The cleared land and breakways of the property. Photo Cary Nicholas

No not really, but that’s one suggestion made for a property just secured in the Fitz-Stirling section of the Link. After nearly 10 months of legal negotiation the National Trust’s Bush Bank Revolving Fund is now the proud part-owner of a property we’ve been calling ‘Cowboy Country’ for its spectacular red mesas and breakaway cliffs. The initial deal was struck last July, with Gondwana Link’s Keith Bradby and the National Trust’s Rod Safstrom negotiating a four way arrangement with former owners the Plane family and adjoining farmers Robert and Wispy Bayley, who will own the southern, more farmable portion.

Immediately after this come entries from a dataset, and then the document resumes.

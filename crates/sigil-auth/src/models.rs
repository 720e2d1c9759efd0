//! Domain records for the credential service.

use serde::{Deserialize, Serialize};

/// A registered user account.
///
/// Created on successful registration and immutable afterwards. The store
/// assigns the id.
#[derive(Debug, Clone, PartialEq, Eq, Serialize, Deserialize)]
pub struct User {
    /// Unique identifier assigned by the account store.
    pub id: i64,
    /// Unique email address.
    pub email: String,
    /// PHC-format argon2 hash of the password. Never the plaintext.
    pub password_hash: String,
}

/// A tenant application consuming issued tokens.
///
/// Apps are pre-provisioned; the engine only reads them.
#[derive(Debug, Clone, PartialEq, Eq, Serialize, Deserialize)]
pub struct App {
    /// Unique identifier.
    pub id: i64,
    /// Human-readable name.
    pub name: String,
    /// Symmetric secret used to sign tokens issued for this app.
    pub secret: String,
}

The whole property is 1100 ha, with nearly 400 ha of bush and breakaways. 350 ha of cleared land will be kept with the bushland portion and 340 ha of the better farming soils is being purchased by the Bayleys. A lease with an option to purchase has been prepared for Greening Australia, and Greening already has arrangements in place to enable large scale plantings to commence.

The property will form an important link between the Corackerup Creek reserve and Corackerup Nature reserve and is only 7 km south of Bush Heritage’s Chereninup Creek Reserve. Though the work so far has concentrated on securing the property, Keith has already spotted good populations of the delightfully red-flowered Corackerup Moort (Euc. vesiculosa), an increasingly rare locally endemic. More finds to be made no doubt.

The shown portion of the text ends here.